Action item =>
Only those lines in the data below from the line containing "the segment text." through the line containing "let mut reader", both included, should be restated word for word.

(Beginning of Task inputs)

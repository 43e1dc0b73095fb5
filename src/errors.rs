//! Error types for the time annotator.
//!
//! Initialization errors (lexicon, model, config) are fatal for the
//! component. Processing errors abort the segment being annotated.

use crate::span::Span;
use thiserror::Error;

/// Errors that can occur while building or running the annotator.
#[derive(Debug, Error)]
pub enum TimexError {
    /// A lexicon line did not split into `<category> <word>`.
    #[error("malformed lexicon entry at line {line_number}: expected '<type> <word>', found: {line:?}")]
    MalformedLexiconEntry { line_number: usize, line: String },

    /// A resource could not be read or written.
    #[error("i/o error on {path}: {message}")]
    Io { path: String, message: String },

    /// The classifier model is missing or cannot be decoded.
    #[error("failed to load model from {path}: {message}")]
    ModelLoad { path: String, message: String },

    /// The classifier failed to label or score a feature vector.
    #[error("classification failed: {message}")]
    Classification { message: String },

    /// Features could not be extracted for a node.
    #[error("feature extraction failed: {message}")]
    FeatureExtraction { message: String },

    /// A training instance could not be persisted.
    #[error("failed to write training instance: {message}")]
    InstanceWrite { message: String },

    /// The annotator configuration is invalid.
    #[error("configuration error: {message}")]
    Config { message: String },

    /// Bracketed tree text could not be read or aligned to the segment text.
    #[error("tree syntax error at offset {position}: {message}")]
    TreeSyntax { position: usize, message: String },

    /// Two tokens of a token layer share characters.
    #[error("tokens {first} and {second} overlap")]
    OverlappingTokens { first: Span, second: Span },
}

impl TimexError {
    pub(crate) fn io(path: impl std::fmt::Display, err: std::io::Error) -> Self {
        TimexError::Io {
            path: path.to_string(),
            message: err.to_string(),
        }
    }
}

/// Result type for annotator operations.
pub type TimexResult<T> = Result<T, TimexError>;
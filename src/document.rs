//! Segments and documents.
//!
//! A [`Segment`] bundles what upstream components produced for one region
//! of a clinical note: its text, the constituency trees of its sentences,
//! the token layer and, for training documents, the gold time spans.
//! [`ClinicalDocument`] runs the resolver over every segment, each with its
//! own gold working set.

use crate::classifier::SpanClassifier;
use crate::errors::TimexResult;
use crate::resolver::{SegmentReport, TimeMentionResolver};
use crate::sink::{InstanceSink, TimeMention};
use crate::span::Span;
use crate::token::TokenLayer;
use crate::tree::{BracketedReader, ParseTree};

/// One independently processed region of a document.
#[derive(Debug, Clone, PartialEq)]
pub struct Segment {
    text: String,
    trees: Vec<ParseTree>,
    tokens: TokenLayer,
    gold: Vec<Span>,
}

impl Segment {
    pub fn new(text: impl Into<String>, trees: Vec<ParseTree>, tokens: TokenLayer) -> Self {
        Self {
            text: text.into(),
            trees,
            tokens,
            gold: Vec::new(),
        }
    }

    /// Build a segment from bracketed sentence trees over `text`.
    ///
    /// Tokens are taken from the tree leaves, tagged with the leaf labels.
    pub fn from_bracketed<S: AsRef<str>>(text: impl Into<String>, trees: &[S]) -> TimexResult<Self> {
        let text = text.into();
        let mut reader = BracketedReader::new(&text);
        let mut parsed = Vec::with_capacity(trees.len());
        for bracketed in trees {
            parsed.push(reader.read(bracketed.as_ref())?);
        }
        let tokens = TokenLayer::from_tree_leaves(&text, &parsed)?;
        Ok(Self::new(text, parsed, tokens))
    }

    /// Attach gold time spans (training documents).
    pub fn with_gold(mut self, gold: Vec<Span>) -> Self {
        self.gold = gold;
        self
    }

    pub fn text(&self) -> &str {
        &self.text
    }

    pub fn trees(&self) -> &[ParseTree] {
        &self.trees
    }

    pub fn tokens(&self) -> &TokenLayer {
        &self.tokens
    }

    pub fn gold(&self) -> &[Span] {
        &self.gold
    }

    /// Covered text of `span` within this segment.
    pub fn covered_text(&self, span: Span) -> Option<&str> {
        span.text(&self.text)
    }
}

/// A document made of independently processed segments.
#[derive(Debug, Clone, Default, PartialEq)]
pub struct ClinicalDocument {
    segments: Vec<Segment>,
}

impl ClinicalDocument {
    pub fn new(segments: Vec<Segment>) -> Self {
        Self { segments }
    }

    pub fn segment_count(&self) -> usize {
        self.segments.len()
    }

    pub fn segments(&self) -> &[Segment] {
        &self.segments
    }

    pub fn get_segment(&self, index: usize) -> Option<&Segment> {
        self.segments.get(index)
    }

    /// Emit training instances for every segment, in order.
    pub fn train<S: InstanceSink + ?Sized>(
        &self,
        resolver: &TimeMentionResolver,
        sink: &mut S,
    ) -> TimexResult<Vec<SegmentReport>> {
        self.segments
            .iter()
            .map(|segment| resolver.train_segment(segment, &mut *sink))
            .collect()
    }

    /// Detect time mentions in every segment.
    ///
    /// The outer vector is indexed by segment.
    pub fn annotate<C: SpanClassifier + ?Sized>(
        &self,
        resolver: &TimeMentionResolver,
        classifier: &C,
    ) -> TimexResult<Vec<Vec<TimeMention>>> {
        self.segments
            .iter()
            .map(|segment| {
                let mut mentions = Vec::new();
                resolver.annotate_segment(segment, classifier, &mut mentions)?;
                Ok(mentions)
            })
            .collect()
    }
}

(End of Task inputs)

Answer for the task =>
    /// Bracketed tree text could not be read or aligned to the segment text.
    #[error("tree syntax error at offset {position}: {message}")]
    TreeSyntax { position: usize, message: String },

    /// Two tokens of a token layer share characters.
    #[error("tokens {first} and {second} overlap")]
    OverlappingTokens { first: Span, second: Span },
}

impl TimexError {
    pub(crate) fn io(path: impl std::fmt::Display, err: std::io::Error) -> Self {
        TimexError::Io {
            path: path.to_string(),
            message: err.to_string(),
        }
    }
}

/// Result type for annotator operations.
pub type TimexResult<T> = Result<T, TimexError>;
filename src/document.rs
//! Segments and documents.
//!
//! A [`Segment`] bundles what upstream components produced for one region
//! of a clinical note: its text, the constituency trees of its sentences,
//! the token layer and, for training documents, the gold time spans.
//! [`ClinicalDocument`] runs the resolver over every segment, each with its
//! own gold working set.

use crate::classifier::SpanClassifier;
use crate::errors::TimexResult;
use crate::resolver::{SegmentReport, TimeMentionResolver};
use crate::sink::{InstanceSink, TimeMention};
use crate::span::Span;
use crate::token::TokenLayer;
use crate::tree::{BracketedReader, ParseTree};

/// One independently processed region of a document.
#[derive(Debug, Clone, PartialEq)]
pub struct Segment {
    text: String,
    trees: Vec<ParseTree>,
    tokens: TokenLayer,
    gold: Vec<Span>,
}

impl Segment {
    pub fn new(text: impl Into<String>, trees: Vec<ParseTree>, tokens: TokenLayer) -> Self {
        Self {
            text: text.into(),
            trees,
            tokens,
            gold: Vec::new(),
        }
    }

    /// Build a segment from bracketed sentence trees over `text`.
    ///
    /// Tokens are taken from the tree leaves, tagged with the leaf labels.
    pub fn from_bracketed<S: AsRef<str>>(text: impl Into<String>, trees: &[S]) -> TimexResult<Self> {
        let text = text.into();
        let mut reader = BracketedReader::new(&text);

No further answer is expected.